Following are some of the typical factors that impact the interest rates charged on gold loans:

  • Quantity of Gold Pledged: Usually, higher gold quantity attracts lower rates.
  • Quality and Purity of Gold Ornaments: Superior quality gold gets better rates (18-24 carats).
  • Loan Amount: A larger loan size can qualify borrowers for cheaper rates.
  • Loan-to-value (LTV) ratio: Usually, a higher LTV ratio up to 75% may reduce interest rates.
  • Applicant's Credit Score: Borrowers with high credit scores typically get lower interest rates.
  • Applicant's Income Stability: Salaried customers may get cheaper rates.
  • Location of Borrower: Generally, rates are lower in bigger metro cities.
  • Lender Type: Non-Banking Financial Companies (NBFCs) may usually offer more competitive rates than other financial institutions.
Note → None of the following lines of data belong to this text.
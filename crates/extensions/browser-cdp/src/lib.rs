//! Chrome host for promptcast.
//!
//! Drives a real Chrome through the DevTools Protocol: tabs are CDP page
//! targets, the page agent runs in an isolated world named `promptcast`, and
//! the native companion runs in the page's own world.
//!
//! ## Architecture
//!
//! ```text
//! ┌──────────────────┐    WebSocket     ┌──────────────────┐
//! │ TabOrchestrator  │ ◄──────────────► │   Chrome/Edge    │
//! │  CdpTabs         │       CDP        │  (user's browser)│
//! │  AgentHost       │                  │                  │
//! └──────────────────┘                  └──────────────────┘
//! ```
//!
//! ## Setup
//!
//! Either let promptcast launch Chrome (`browser.launch = true`) or start it
//! yourself with remote debugging enabled:
//!
//! ```bash
//! google-chrome --remote-debugging-port=9222
//! ```
//!
//! Attaching to an existing browser keeps the provider logins it already has.

pub mod cdp;
mod channel;
mod host;
pub mod manager;
mod page;
mod scripts;
mod tabs;

pub use cdp::{CdpClient, CdpError, PageSession};
pub use channel::CdpWindowChannel;
pub use host::{AgentHost, Uplink};
pub use manager::{BrowserError, BrowserManager, BrowserManagerConfig};
pub use page::{CdpPage, PageContext, World};
pub use tabs::CdpTabs;
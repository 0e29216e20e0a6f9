//! Provider catalog.
//!
//! The built-in provider list plus the per-provider preferences read from
//! configuration (`[providers.<id>]`).

use serde::Serialize;
use tracing::warn;

use promptcast_config::Config;
use promptcast_protocols::{CapabilityClass, Provider};

use crate::classifier::{classify, DomainKey};

/// A provider and its user preferences.
#[derive(Debug, Clone, PartialEq, Eq, Serialize)]
pub struct CatalogEntry {
    pub provider: Provider,
    pub enabled: bool,
    /// Forces auto-send on or off for this provider regardless of the request.
    pub auto_send: Option<bool>,
    /// Whether the component change-handler fill strategy may run.
    pub component_handler: bool,
}

impl CatalogEntry {
    fn builtin(provider: Provider) -> Self {
        Self {
            provider,
            enabled: true,
            auto_send: None,
            component_handler: true,
        }
    }

    pub fn domain(&self) -> DomainKey {
        DomainKey::new(self.provider.canonical_domain.clone())
    }
}

/// Ordered set of known providers.
#[derive(Debug, Clone)]
pub struct ProviderCatalog {
    entries: Vec<CatalogEntry>,
}

impl ProviderCatalog {
    /// The four providers promptcast ships selectors for.
    pub fn builtin() -> Self {
        let entries = vec![
            Provider::new(
                "chatgpt",
                "ChatGPT",
                "chatgpt.com",
                "https://chatgpt.com/",
                CapabilityClass::ValueBearing,
            ),
            Provider::new(
                "grok",
                "Grok",
                "grok.com",
                "https://grok.com/",
                CapabilityClass::ValueBearing,
            ),
            Provider::new(
                "gemini",
                "Gemini",
                "gemini.google.com",
                "https://gemini.google.com/",
                CapabilityClass::PlainContentEditable,
            ),
            Provider::new(
                "claude",
                "Claude",
                "claude.ai",
                "https://claude.ai/",
                CapabilityClass::FrameworkOwnedEditable,
            ),
        ]
        .into_iter()
        .map(CatalogEntry::builtin)
        .collect();

        Self { entries }
    }

    /// Built-in catalog with `[providers.<id>]` overrides applied.
    pub fn from_config(config: &Config) -> Self {
        let mut catalog = Self::builtin();
        for (id, over) in &config.providers {
            let Some(entry) = catalog.entries.iter_mut().find(|e| e.provider.id == *id) else {
                warn!("Ignoring overrides for unknown provider '{}'", id);
                continue;
            };
            if let Some(enabled) = over.enabled {
                entry.enabled = enabled;
            }
            if let Some(ref url) = over.url {
                entry.provider.url = url.clone();
            }
            if over.auto_send.is_some() {
                entry.auto_send = over.auto_send;
            }
            if let Some(component_handler) = over.component_handler {
                entry.component_handler = component_handler;
            }
        }
        catalog
    }

    pub fn entries(&self) -> &[CatalogEntry] {
        &self.entries
    }

    pub fn get(&self, id: &str) -> Option<&CatalogEntry> {
        self.entries.iter().find(|e| e.provider.id == id)
    }

    pub fn by_domain(&self, domain: &DomainKey) -> Option<&CatalogEntry> {
        self.entries
            .iter()
            .find(|e| e.provider.canonical_domain == domain.as_str())
    }

    /// Enabled providers, in catalog order.
    pub fn enabled(&self) -> Vec<Provider> {
        self.entries
            .iter()
            .filter(|e| e.enabled)
            .map(|e| e.provider.clone())
            .collect()
    }

    /// Select providers by id. Unknown ids are reported back.
    pub fn select(&self, ids: &[String]) -> (Vec<Provider>, Vec<String>) {
        let mut selected = Vec::new();
        let mut unknown = Vec::new();
        for id in ids {
            match self.get(id) {
                Some(entry) => selected.push(entry.provider.clone()),
                None => unknown.push(id.clone()),
            }
        }
        (selected, unknown)
    }

    /// Provider for an arbitrary URL. Unknown hosts get an ad-hoc
    /// content-editable provider named after the host.
    pub fn provider_for_url(&self, url: &str) -> Provider {
        let domain = classify(url);
        if let Some(entry) = self.by_domain(&domain) {
            let mut provider = entry.provider.clone();
            provider.url = url.to_string();
            return provider;
        }
        Provider::new(
            domain.as_str(),
            domain.as_str(),
            domain.as_str(),
            url,
            CapabilityClass::PlainContentEditable,
        )
    }

    /// Auto-send for one provider: the per-provider override wins over the request.
    pub fn effective_auto_send(&self, domain: &DomainKey, requested: bool) -> bool {
        self.by_domain(domain)
            .and_then(|e| e.auto_send)
            .unwrap_or(requested)
    }

    pub fn component_handler_enabled(&self, domain: &DomainKey) -> bool {
        self.by_domain(domain)
            .map(|e| e.component_handler)
            .unwrap_or(true)
    }
}

impl Default for ProviderCatalog {
    fn default() -> Self {
        Self::builtin()
    }
}

#[cfg(test)]
mod tests {
    use super::*;
    use promptcast_config::ProviderOverride;

    #[test]
    fn test_builtin_order_and_domains() {
        let catalog = ProviderCatalog::builtin();
        let ids: Vec<&str> = catalog.entries().iter().map(|e| e.provider.id.as_str()).collect();
        assert_eq!(ids, vec!["chatgpt", "grok", "gemini", "claude"]);
        for entry in catalog.entries() {
            assert_eq!(classify(&entry.provider.url), entry.domain());
        }
    }

    #[test]
    fn test_overrides_apply() {
        let mut config = Config::default();
        config.providers.insert(
            "grok".to_string(),
            ProviderOverride {
                enabled: Some(false),
                ..Default::default()
            },
        );
        config.providers.insert(
            "chatgpt".to_string(),
            ProviderOverride {
                url: Some("https://chatgpt.com/?model=gpt-4o".to_string()),
                auto_send: Some(true),
                component_handler: Some(false),
                ..Default::default()
            },
        );
        config
            .providers
            .insert("nonexistent".to_string(), ProviderOverride::default());

        let catalog = ProviderCatalog::from_config(&config);
        let enabled: Vec<String> = catalog.enabled().into_iter().map(|p| p.id).collect();
        assert_eq!(enabled, vec!["chatgpt", "gemini", "claude"]);

        let chatgpt = catalog.get("chatgpt").unwrap();
        assert_eq!(chatgpt.provider.url, "https://chatgpt.com/?model=gpt-4o");
        assert!(!catalog.component_handler_enabled(&chatgpt.domain()));
        assert!(catalog.effective_auto_send(&chatgpt.domain(), false));
    }

    #[test]
    fn test_effective_auto_send_defaults_to_request() {
        let catalog = ProviderCatalog::builtin();
        let claude = DomainKey::new("claude.ai");
        assert!(catalog.effective_auto_send(&claude, true));
        assert!(!catalog.effective_auto_send(&claude, false));
    }

    #[test]
    fn test_select_reports_unknown() {
        let catalog = ProviderCatalog::builtin();
        let (selected, unknown) =
            catalog.select(&["claude".to_string(), "bard".to_string()]);
        assert_eq!(selected.len(), 1);
        assert_eq!(unknown, vec!["bard".to_string()]);
    }

    #[test]
    fn test_provider_for_url() {
        let catalog = ProviderCatalog::builtin();
        let known = catalog.provider_for_url("https://chat.openai.com/");
        assert_eq!(known.id, "chatgpt");
        assert_eq!(known.url, "https://chat.openai.com/");

        let adhoc = catalog.provider_for_url("https://chat.mistral.ai/chat");
        assert_eq!(adhoc.canonical_domain, "chat.mistral.ai");
        assert_eq!(adhoc.capability, CapabilityClass::PlainContentEditable);
    }
}
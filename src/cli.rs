//! CLI definitions for promptcast.

use std::path::PathBuf;

use clap::{Parser, Subcommand};

/// promptcast CLI.
#[derive(Parser)]
#[command(name = "promptcast")]
#[command(about = "Broadcast one prompt to several AI chat front-ends at once")]
#[command(version)]
pub(crate) struct Cli {
    /// Configuration file path (default: ~/.promptcast/config.toml if present)
    #[arg(short, long, global = true, env = "PROMPTCAST_CONFIG")]
    pub config: Option<PathBuf>,

    #[command(subcommand)]
    pub command: Option<Commands>,
}

#[derive(Subcommand)]
pub(crate) enum Commands {
    /// Connect to Chrome and serve the message API (default)
    Serve {
        /// Server host (overrides [server].host)
        #[arg(long)]
        host: Option<String>,

        /// Server port (overrides [server].port)
        #[arg(long)]
        port: Option<u16>,
    },

    /// Broadcast a prompt once and exit
    Send {
        /// Prompt text
        prompt: String,

        /// Provider id to target; repeatable (default: every enabled provider)
        #[arg(short, long = "provider")]
        providers: Vec<String>,

        /// Submit after filling
        #[arg(long)]
        auto_send: bool,

        /// Reuse the provider's open tab instead of opening a new one
        #[arg(long)]
        follow_up: bool,

        /// How long to keep the browser session open after dispatch, in ms
        #[arg(long, default_value_t = 3000)]
        linger_ms: u64,
    },

    /// List known providers after configuration overrides
    Providers {
        /// Output format (table, json)
        #[arg(long, default_value = "table")]
        format: String,
    },

    /// Configuration commands
    Config {
        #[command(subcommand)]
        action: ConfigAction,
    },
}

#[derive(Subcommand)]
pub(crate) enum ConfigAction {
    /// Load and validate the configuration
    Check,

    /// Print the effective configuration as TOML
    Show,
}
use super::*;
use crate::cdp::Transport;
use serde_json::json;

fn event(method: &str, params: Value) -> CdpEvent {
    CdpEvent {
        method: method.to_string(),
        params,
        session_id: None,
    }
}

fn target(id: &str, kind: &str, url: &str) -> Value {
    json!({
        "targetInfo": {
            "targetId": id,
            "type": kind,
            "title": "",
            "url": url,
            "attached": false
        }
    })
}

#[test]
fn test_created_page_opens_tab() {
    let change = target_change(&event(
        "Target.targetCreated",
        target("T1", "page", "https://chatgpt.com/"),
    ));
    assert_eq!(
        change,
        Some(TargetChange::Opened {
            id: TabId::from("T1"),
            url: "https://chatgpt.com/".to_string(),
        })
    );
}

#[test]
fn test_non_page_targets_are_ignored() {
    let worker = event(
        "Target.targetCreated",
        target("W1", "service_worker", "https://claude.ai/sw.js"),
    );
    assert_eq!(target_change(&worker), None);

    let iframe = event(
        "Target.targetInfoChanged",
        target("F1", "iframe", "https://example.com/"),
    );
    assert_eq!(target_change(&iframe), None);
}

#[test]
fn test_info_change_carries_new_url() {
    let change = target_change(&event(
        "Target.targetInfoChanged",
        target("T1", "page", "https://claude.ai/new"),
    ));
    assert_eq!(
        change,
        Some(TargetChange::Changed {
            id: TabId::from("T1"),
            url: "https://claude.ai/new".to_string(),
        })
    );
}

#[test]
fn test_lifecycle_endings() {
    let params = json!({"targetId": "T2"});
    assert_eq!(
        target_change(&event("Target.targetDestroyed", params.clone())),
        Some(TargetChange::Destroyed { id: TabId::from("T2") })
    );
    assert_eq!(
        target_change(&event("Target.targetCrashed", params.clone())),
        Some(TargetChange::Crashed { id: TabId::from("T2") })
    );
    assert_eq!(
        target_change(&event(
            "Target.detachedFromTarget",
            json!({"sessionId": "S", "targetId": "T2"})
        )),
        Some(TargetChange::Detached { id: TabId::from("T2") })
    );
}

#[test]
fn test_unrelated_or_malformed_events() {
    assert_eq!(target_change(&event("Page.loadEventFired", json!({}))), None);
    assert_eq!(target_change(&event("Target.targetDestroyed", json!({}))), None);
    assert_eq!(
        target_change(&event("Target.targetCreated", json!({"targetInfo": 5}))),
        None
    );
}

#[test]
fn test_load_event_completes_page() {
    assert_eq!(
        page_change(&event("Page.loadEventFired", json!({"timestamp": 1.5}))),
        Some(PageChange::Loaded)
    );
}

#[test]
fn test_renderer_crash_is_reported() {
    assert_eq!(
        page_change(&event("Inspector.targetCrashed", json!({}))),
        Some(PageChange::Crashed)
    );
}

#[test]
fn test_only_main_frame_navigation_counts() {
    let main = event(
        "Page.frameNavigated",
        json!({"frame": {"id": "F", "url": "https://gemini.google.com/app"}}),
    );
    assert_eq!(
        page_change(&main),
        Some(PageChange::Navigated {
            url: "https://gemini.google.com/app".to_string()
        })
    );

    let child = event(
        "Page.frameNavigated",
        json!({"frame": {"id": "C", "parentId": "F", "url": "about:blank"}}),
    );
    assert_eq!(page_change(&child), None);
}

#[test]
fn test_initial_blank_document_is_not_loaded() {
    let snapshot = json!({"state": "complete", "href": "about:blank"});
    assert!(!loaded_document(&snapshot, "https://grok.com/"));
}

#[test]
fn test_loaded_document_needs_complete_state_on_target_origin() {
    let loading = json!({"state": "interactive", "href": "https://claude.ai/new"});
    assert!(!loaded_document(&loading, "https://claude.ai/"));

    let done = json!({"state": "complete", "href": "https://claude.ai/new"});
    assert!(loaded_document(&done, "https://claude.ai/"));

    let elsewhere = json!({"state": "complete", "href": "https://accounts.google.com/"});
    assert!(!loaded_document(&elsewhere, "https://gemini.google.com/"));
}

#[test]
fn test_unreadable_document_state_is_not_loaded() {
    assert!(!loaded_document(&Value::Null, "https://chatgpt.com/"));
    assert!(!loaded_document(&json!("complete"), "https://chatgpt.com/"));
}

#[tokio::test]
async fn test_reattached_tab_is_usable_again() {
    let (events, _) = broadcast::channel(4);
    let session = Arc::new(PageSession::new(
        "T1".to_string(),
        "S1".to_string(),
        Transport::loopback().await,
        events,
    ));
    let mut state = TabState::new(
        TabId::from("T1"),
        "https://claude.ai/".to_string(),
        TabStatus::Complete,
    );

    assert!(state.discard().is_none());
    assert!(state.info.discarded);

    state.adopt(session.clone(), tokio::spawn(async {}));
    assert!(!state.info.discarded);

    let dropped = state.discard().map(|s| s.session_id().to_string());
    assert_eq!(dropped.as_deref(), Some("S1"));
}
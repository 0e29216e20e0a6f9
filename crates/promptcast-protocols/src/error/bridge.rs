//! Cross-context bridge errors.

use thiserror::Error;

#[derive(Debug, Error)]
pub enum BridgeError {
    #[error("Message has no source tag")]
    MissingSource,

    #[error("Message from foreign source: {0}")]
    ForeignSource(String),

    #[error("Unknown message type: {0}")]
    UnknownType(String),

    #[error("Malformed message: {0}")]
    Malformed(String),

    #[error("Post failed: {0}")]
    PostFailed(String),

    #[error("Channel closed")]
    ChannelClosed,
}

#[cfg(test)]
mod tests {
    use super::*;

    #[test]
    fn test_foreign_source_display() {
        let err = BridgeError::ForeignSource("other-extension".to_string());
        assert!(err.to_string().contains("other-extension"));
    }

    #[test]
    fn test_error_debug() {
        let debug = format!("{:?}", BridgeError::ChannelClosed);
        assert!(debug.contains("ChannelClosed"));
    }
}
  • Relationship with the Loan Provider: Usually, existing customers may get reduced interest rates.
  • Market Competition: More lenders in the area can lead to more competitive rates.
  • Market Gold Rates: Interest rates are indirectly affected by gold prices.
  • RBI's Monetary Policies: Key policy rates like repo rate influence gold loan rates.

It is important to remember that different lending institutions have their own distinct interest rate policies and slabs. The same applicant may get varying loan quotes from different gold loan providers based on each one's proprietary metrics and risk models. It is therefore advisable that you compare rates across financial institutions.